Message 31 of 41 (405405)
06-12-2007 5:24 PM


Btw, thanks for engaging me on this issue. I've wanted to clarify my thinking wrt to it for a while but couldn't find someone of authority to discusss it with.

Replies to this message:
 Message 32 by Larni, posted 06-13-2007 7:26 AM JustinC has not yet responded

    
Larni
Member
Posts: 3990
From: Liverpool
Joined: 09-16-2005
Member Rating: 7.2


Message 32 of 41 (405493)
06-13-2007 7:26 AM
Reply to: Message 31 by JustinC
06-12-2007 5:24 PM


Psychiatrist are medically trained and have a grounding in the medical model.

You get ill, you find the physical cause, you use a physical cure.

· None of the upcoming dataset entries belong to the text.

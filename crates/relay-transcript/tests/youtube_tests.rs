// SPDX-FileCopyrightText: 2026 Relay Contributors
// SPDX-License-Identifier: MIT OR Apache-2.0

//! YouTube caption source against a local stand-in of the public endpoints.

use relay_config::model::TranscriptConfig;
use relay_core::{CaptionFailure, CaptionSource, RelayError};
use relay_transcript::YoutubeCaptionSource;
use serde_json::json;
use wiremock::matchers::{body_partial_json, method, path, query_param};
use wiremock::{Mock, MockServer, ResponseTemplate};

const WATCH_PAGE: &str = r#"<html><script>ytcfg.set({"INNERTUBE_API_KEY":"test-key_1","X":1});</script></html>"#;

fn source(server: &MockServer) -> YoutubeCaptionSource {
    YoutubeCaptionSource::new(&TranscriptConfig::default())
        .unwrap()
        .with_base_url(&server.uri())
}

async fn mount_watch_page(server: &MockServer, video_id: &str) {
    Mock::given(method("GET"))
        .and(path("/watch"))
        .and(query_param("v", video_id))
        .respond_with(ResponseTemplate::new(200).set_body_string(WATCH_PAGE))
        .mount(server)
        .await;
}

async fn mount_player(server: &MockServer, body: serde_json::Value) {
    Mock::given(method("POST"))
        .and(path("/youtubei/v1/player"))
        .and(query_param("key", "test-key_1"))
        .and(body_partial_json(json!({"videoId": "vid123"})))
        .respond_with(ResponseTemplate::new(200).set_body_json(body))
        .mount(server)
        .await;
}

fn failure_of(err: &RelayError) -> Option<CaptionFailure> {
    match err {
        RelayError::Captions { failure, .. } => Some(*failure),
        _ => None,
    }
}

#[tokio::test]
async fn lists_and_fetches_tracks() {
    let server = MockServer::start().await;
    mount_watch_page(&server, "vid123").await;
    mount_player(
        &server,
        json!({
            "playabilityStatus": {"status": "OK"},
            "captions": {"playerCaptionsTracklistRenderer": {"captionTracks": [
                {
                    "baseUrl": format!("{}/api/timedtext?v=vid123&lang=en&fmt=srv3", server.uri()),
                    "languageCode": "en",
                    "name": {"runs": [{"text": "English"}]}
                },
                {
                    "baseUrl": format!("{}/api/timedtext?v=vid123&lang=es&kind=asr", server.uri()),
                    "languageCode": "es",
                    "name": {"simpleText": "Spanish (auto-generated)"},
                    "kind": "asr"
                }
            ]}}
        }),
    )
    .await;
    Mock::given(method("GET"))
        .and(path("/api/timedtext"))
        .and(query_param("lang", "en"))
        .respond_with(ResponseTemplate::new(200).set_body_string(
            r#"<transcript><text start="0" dur="1.5">Hello</text><text start="1.5" dur="2">it&amp;#39;s me</text></transcript>"#,
        ))
        .mount(&server)
        .await;

    let source = source(&server);
    let tracks = source.list_tracks("vid123").await.unwrap();

    assert_eq!(tracks.len(), 2);
    assert_eq!(tracks[0].language_code, "en");
    assert_eq!(tracks[0].name, "English");
    assert!(!tracks[0].is_generated);
    assert!(!tracks[0].handle.contains("fmt=srv3"));
    assert_eq!(tracks[1].name, "Spanish (auto-generated)");
    assert!(tracks[1].is_generated);

    let cues = source.fetch_track(&tracks[0]).await.unwrap();
    assert_eq!(cues.len(), 2);
    assert_eq!(cues[1].start, Some(1.5));
    assert_eq!(cues[1].text.as_deref(), Some("it's me"));
}

#[tokio::test]
async fn missing_tracklist_means_captions_disabled() {
    let server = MockServer::start().await;
    mount_watch_page(&server, "vid123").await;
    mount_player(&server, json!({"playabilityStatus": {"status": "OK"}})).await;

    let err = source(&server).list_tracks("vid123").await.unwrap_err();
    assert_eq!(failure_of(&err), Some(CaptionFailure::CaptionsDisabled));
}

#[tokio::test]
async fn unplayable_video_is_unavailable() {
    let server = MockServer::start().await;
    mount_watch_page(&server, "vid123").await;
    mount_player(
        &server,
        json!({"playabilityStatus": {"status": "ERROR", "reason": "This video is unavailable"}}),
    )
    .await;

    let err = source(&server).list_tracks("vid123").await.unwrap_err();
    assert_eq!(failure_of(&err), Some(CaptionFailure::VideoUnavailable));
}

#[tokio::test]
async fn age_restricted_video_is_retrieval_failure() {
    let server = MockServer::start().await;
    mount_watch_page(&server, "vid123").await;
    mount_player(
        &server,
        json!({"playabilityStatus": {
            "status": "LOGIN_REQUIRED",
            "reason": "Sign in to confirm your age"
        }}),
    )
    .await;

    let err = source(&server).list_tracks("vid123").await.unwrap_err();
    assert_eq!(failure_of(&err), Some(CaptionFailure::Retrieval));
}

#[tokio::test]
async fn watch_page_without_key_is_retrieval_failure() {
    let server = MockServer::start().await;
    Mock::given(method("GET"))
        .and(path("/watch"))
        .respond_with(ResponseTemplate::new(200).set_body_string("<html>consent</html>"))
        .mount(&server)
        .await;

    let err = source(&server).list_tracks("vid123").await.unwrap_err();
    assert_eq!(failure_of(&err), Some(CaptionFailure::Retrieval));
}

#[tokio::test]
async fn http_error_is_retrieval_failure() {
    let server = MockServer::start().await;
    Mock::given(method("GET"))
        .and(path("/watch"))
        .respond_with(ResponseTemplate::new(429))
        .mount(&server)
        .await;

    let err = source(&server).list_tracks("vid123").await.unwrap_err();
    assert_eq!(failure_of(&err), Some(CaptionFailure::Retrieval));
}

If this does not take place you stay ill.

Psychology is a vast science that is very often statistical. It covers the behaviours of global corporartions, athletes, how we process visual images, how we can recognise other people as conscious entities, how we can be conscious entities.

You seem to restrict psychology to clinical, which is still evidence led. Many psychologist do treat people, but in doing so they do research into behaviour and cognition.

With regards to the reliability and validity of the Hospital Anxiety and Depression scale you can find published research on the net.

The reliability and validity are determined statistically.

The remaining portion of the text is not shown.